Copyright © 2011 Debao Zhou and Gary McMurray. This is an open access article distributed under the Creative Commons Attribution License, which permits unrestricted use, distribution, and reproduction in any medium, provided the original work is properly cited.


Cutting operations using blades can arise in a number of industries, for example, food processing industry, in which cheese, fruit and vegetable, even meat, are involved. Certain questions will rise during these works, such as “why pressing-and-slicing cuts use less force than pressing-only cuts” and “how is the influence of the blade cutting-edge on force”. To answer these questions, this research developed a mathematical expression of the cutting stress tensor. Based on the analysis of the stress tensor on the contact surface, the influence of the blade edge-shape and slicing angle on the resultant cutting force were formulated and discussed. These formulations were further verified using experimental results by robotic cutting of potatoes.

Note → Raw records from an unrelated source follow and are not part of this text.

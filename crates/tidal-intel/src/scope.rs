//! Local scope scanner.
//!
//! Collects `local` declarations, named functions and function parameters from
//! the buffer with a handful of patterns and guesses each symbol's type from
//! its initializer.  Scope boundaries are ignored: everything declared anywhere
//! in the scanned prefix is visible.

use crate::context::lazy_regex;
use crate::text::clamp_col;

/// Bytes of the buffer the scanner looks at.
pub const DEFAULT_SCAN_LIMIT: usize = 64 * 1024;

#[derive(Debug, Clone, Copy, PartialEq, Eq)]
pub enum SymbolKind {
    Variable,
    Function,
}

#[derive(Debug, Clone, PartialEq, Eq)]
pub struct LocalSymbol {
    pub name: String,
    pub kind: SymbolKind,
    /// `"any"` when declared without a value, `"unknown"` when the value is
    /// not recognised.
    pub inferred_type: String,
}

impl LocalSymbol {
    fn variable(name: &str, inferred_type: impl Into<String>) -> Self {
        Self { name: name.to_string(), kind: SymbolKind::Variable, inferred_type: inferred_type.into() }
    }
}

/// Every symbol declared in the first `limit` bytes of `text`, in order of
/// first appearance, one entry per name.
pub fn scan(text: &str, limit: usize) -> Vec<LocalSymbol> {
    let text = &text[..clamp_col(text, limit)];
    let mut found: Vec<(usize, LocalSymbol)> = Vec::new();

    for caps in local_decl_re().captures_iter(text) {
        let (Some(names), init) = (caps.get(1), caps.get(2)) else { continue };
        if names.as_str().starts_with("function") {
            continue;
        }
        let inits = init.map(|m| split_top_level(m.as_str(), ',')).unwrap_or_default();
        for (i, decl) in split_top_level(names.as_str(), ',').into_iter().enumerate() {
            let Some((name, annotation)) = split_annotation(decl) else { continue };
            let inferred = match (annotation, init, inits.get(i)) {
                (Some(ty), _, _) => ty.to_string(),
                (None, None, _) => "any".to_string(),
                (None, Some(_), None) => "nil".to_string(),
                (None, Some(_), Some(expr)) => infer_type(expr),
            };
            found.push((names.start(), LocalSymbol::variable(name, inferred)));
        }
    }

    for caps in function_decl_re().captures_iter(text) {
        let Some(name) = caps.get(1) else { continue };
        found.push((
            name.start(),
            LocalSymbol {
                name: name.as_str().to_string(),
                kind: SymbolKind::Function,
                inferred_type: "function".to_string(),
            },
        ));
    }

    for caps in params_re().captures_iter(text) {
        let Some(list) = caps.get(1) else { continue };
        for param in split_top_level(list.as_str(), ',') {
            if param.trim() == "..." {
                continue;
            }
            if let Some((name, annotation)) = split_annotation(param) {
                found.push((list.start(), LocalSymbol::variable(name, annotation.unwrap_or("any"))));
            }
        }
    }

    found.sort_by_key(|(offset, _)| *offset);
    let mut seen = std::collections::HashSet::new();
    found
        .into_iter()
        .filter(|(_, sym)| seen.insert(sym.name.clone()))
        .map(|(_, sym)| sym)
        .collect()
}

/// Best-effort type of an initializer expression.
pub fn infer_type(expr: &str) -> String {
    let expr = expr.trim().trim_end_matches(';').trim_end();
    if let Some(caps) = constructor_re().captures(expr) {
        return caps[1].to_string();
    }
    if let Some(caps) = instance_new_re().captures(expr) {
        return caps.get(1).map_or("Instance", |m| m.as_str()).to_string();
    }
    if let Some(caps) = get_service_re().captures(expr) {
        return caps[1].to_string();
    }
    let literal = match expr.find("--") {
        Some(i) if !starts_with_quote(expr) => expr[..i].trim_end(),
        _ => expr,
    };
    let ty = if number_re().is_match(literal) {
        "number"
    } else if starts_with_quote(expr) {
        "string"
    } else if literal == "true" || literal == "false" {
        "boolean"
    } else if literal == "nil" {
        "nil"
    } else if expr.starts_with('{') {
        "table"
    } else if function_expr_re().is_match(expr) {
        "function"
    } else {
        "unknown"
    };
    ty.to_string()
}

fn starts_with_quote(expr: &str) -> bool {
    expr.starts_with(['"', '\'', '`']) || expr.starts_with("[[") || expr.starts_with("[=")
}

/// `name: Type` → (`name`, `Some("Type")`); `name` → (`name`, `None`).
fn split_annotation(decl: &str) -> Option<(&str, Option<&str>)> {
    let caps = name_annotation_re().captures(decl)?;
    let name = caps.get(1)?.as_str();
    let ty = caps.get(2).map(|m| m.as_str().trim()).filter(|t| !t.is_empty());
    Some((name, ty))
}

/// Splits on `sep` outside `()`, `[]` and `{}` groups and quoted strings.
pub(crate) fn split_top_level(s: &str, sep: char) -> Vec<&str> {
    let mut parts = Vec::new();
    let mut depth = 0i32;
    let mut quote: Option<char> = None;
    let mut escaped = false;
    let mut start = 0;
    for (i, c) in s.char_indices() {
        if let Some(q) = quote {
            match c {
                _ if escaped => escaped = false,
                '\\' => escaped = true,
                _ if c == q => quote = None,
                _ => {}
            }
            continue;
        }
        match c {
            '"' | '\'' | '`' => quote = Some(c),
            '(' | '[' | '{' => depth += 1,
            ')' | ']' | '}' => depth -= 1,
            _ if c == sep && depth == 0 => {
                parts.push(&s[start..i]);
                start = i + c.len_utf8();
            }
            _ => {}
        }
    }
    parts.push(&s[start..]);
    parts
}

lazy_regex!(local_decl_re, r"(?m)\blocal[ \t]+([^=\n]+?)[ \t]*(?:=[ \t]*([^\n]*))?$");
lazy_regex!(function_decl_re, r"\bfunction[ \t]+([A-Za-z_]\w*)[ \t]*\(");
lazy_regex!(params_re, r"\bfunction\b[^(\n]*\(([^)\n]*)\)");
lazy_regex!(name_annotation_re, r"^\s*([A-Za-z_]\w*)\s*(?::\s*(.+))?$");
lazy_regex!(constructor_re, r"^(Vector3|Vector2|CFrame|UDim2|UDim|Color3)\s*\.\s*(?:new|from\w+)\s*\(");
lazy_regex!(instance_new_re, r#"^Instance\s*\.\s*new\s*\(\s*(?:["']([A-Za-z_]\w*)["'])?"#);
lazy_regex!(get_service_re, r#"^[A-Za-z_]\w*\s*:\s*GetService\s*\(\s*["']([A-Za-z_]\w*)["']"#);
lazy_regex!(number_re, r"^-?(?:0[xX][0-9A-Fa-f_]+|0[bB][01_]+|\d[\d_]*(?:\.\d*)?(?:[eE][+-]?\d+)?|\.\d+(?:[eE][+-]?\d+)?)$");
lazy_regex!(function_expr_re, r"^function\b");

#[cfg(test)]
mod tests {
    use super::*;

    fn find<'a>(syms: &'a [LocalSymbol], name: &str) -> &'a LocalSymbol {
        syms.iter().find(|s| s.name == name).unwrap_or_else(|| panic!("{name} not found"))
    }

    #[test]
    fn constructor_initializer_types() {
        let syms = scan("local foo = Vector3.new(1,2,3)\n", DEFAULT_SCAN_LIMIT);
        assert_eq!(syms.len(), 1);
        assert_eq!(syms[0].name, "foo");
        assert_eq!(syms[0].kind, SymbolKind::Variable);
        assert_eq!(syms[0].inferred_type, "Vector3");
    }

    #[test]
    fn literal_inference() {
        let src = "\
local n = 42
local h = 0xFF -- mask
local s = 'hi'
local b = false
local z = nil
local t = { a = 1 }
local f = function() end
local c = Color3.fromRGB(1, 2, 3)
local other = compute()
local later
";
        let syms = scan(src, DEFAULT_SCAN_LIMIT);
        let ty = |name| find(&syms, name).inferred_type.as_str();
        assert_eq!(ty("n"), "number");
        assert_eq!(ty("h"), "number");
        assert_eq!(ty("s"), "string");
        assert_eq!(ty("b"), "boolean");
        assert_eq!(ty("z"), "nil");
        assert_eq!(ty("t"), "table");
        assert_eq!(ty("f"), "function");
        assert_eq!(ty("c"), "Color3");
        assert_eq!(ty("other"), "unknown");
        assert_eq!(ty("later"), "any");
    }

    #[test]
    fn instances_and_services() {
        let src = "\
local part = Instance.new(\"Part\")
local thing = Instance.new(className)
local Players = game:GetService('Players')
";
        let syms = scan(src, DEFAULT_SCAN_LIMIT);
        assert_eq!(find(&syms, "part").inferred_type, "Part");
        assert_eq!(find(&syms, "thing").inferred_type, "Instance");
        assert_eq!(find(&syms, "Players").inferred_type, "Players");
    }

    #[test]
    fn annotation_beats_initializer() {
        let syms = scan("local speed: number = getSpeed()\n", DEFAULT_SCAN_LIMIT);
        assert_eq!(find(&syms, "speed").inferred_type, "number");
    }

    #[test]
    fn multiple_names_pair_with_values() {
        let syms = scan("local a, b, c = 1, \"x, y\"\n", DEFAULT_SCAN_LIMIT);
        let names: Vec<&str> = syms.iter().map(|s| s.name.as_str()).collect();
        assert_eq!(names, ["a", "b", "c"]);
        assert_eq!(syms[0].inferred_type, "number");
        assert_eq!(syms[1].inferred_type, "string");
        assert_eq!(syms[2].inferred_type, "nil");
    }

    #[test]
    fn functions_and_parameters() {
        let src = "\
local function greet(name: string, times, ...)
end
function module.helper(x) end
function update(dt: number)
end
";
        let syms = scan(src, DEFAULT_SCAN_LIMIT);
        let names: Vec<&str> = syms.iter().map(|s| s.name.as_str()).collect();
        assert_eq!(names, ["greet", "name", "times", "x", "update", "dt"]);
        assert_eq!(find(&syms, "greet").kind, SymbolKind::Function);
        assert_eq!(find(&syms, "name").inferred_type, "string");
        assert_eq!(find(&syms, "times").inferred_type, "any");
        assert_eq!(find(&syms, "dt").inferred_type, "number");
    }

    #[test]
    fn first_declaration_wins() {
        let syms = scan("local x = 1\nlocal x = 'a'\n", DEFAULT_SCAN_LIMIT);
        assert_eq!(syms.len(), 1);
        assert_eq!(syms[0].inferred_type, "number");
    }

    #[test]
    fn scan_respects_limit() {
        let src = "local early = 1\nlocal late = 2\n";
        let syms = scan(src, 16);
        assert_eq!(syms.len(), 1);
        assert_eq!(syms[0].name, "early");
        // A limit inside a multi-byte character is floored.
        assert!(scan("local é = 1", 7).is_empty());
    }

    #[test]
    fn top_level_split_ignores_nesting() {
        assert_eq!(split_top_level("a, f(b, c), {d, e}, 'x,y'", ','), ["a", " f(b, c)", " {d, e}", " 'x,y'"]);
    }
}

Through studying the change of the cutting force, the optimal slicing angle can be obtained in terms of maximum feeding distance and minimum cutting force. Based on the blade sharpness properties and the specific materials, the required cutting force can be predicted. These formulation and experimental results explained the basic theory of blade cutting fracture and further provided the support to optimize the cutting mechanism design and to develop the force control algorithms for the automation of blade cutting operations.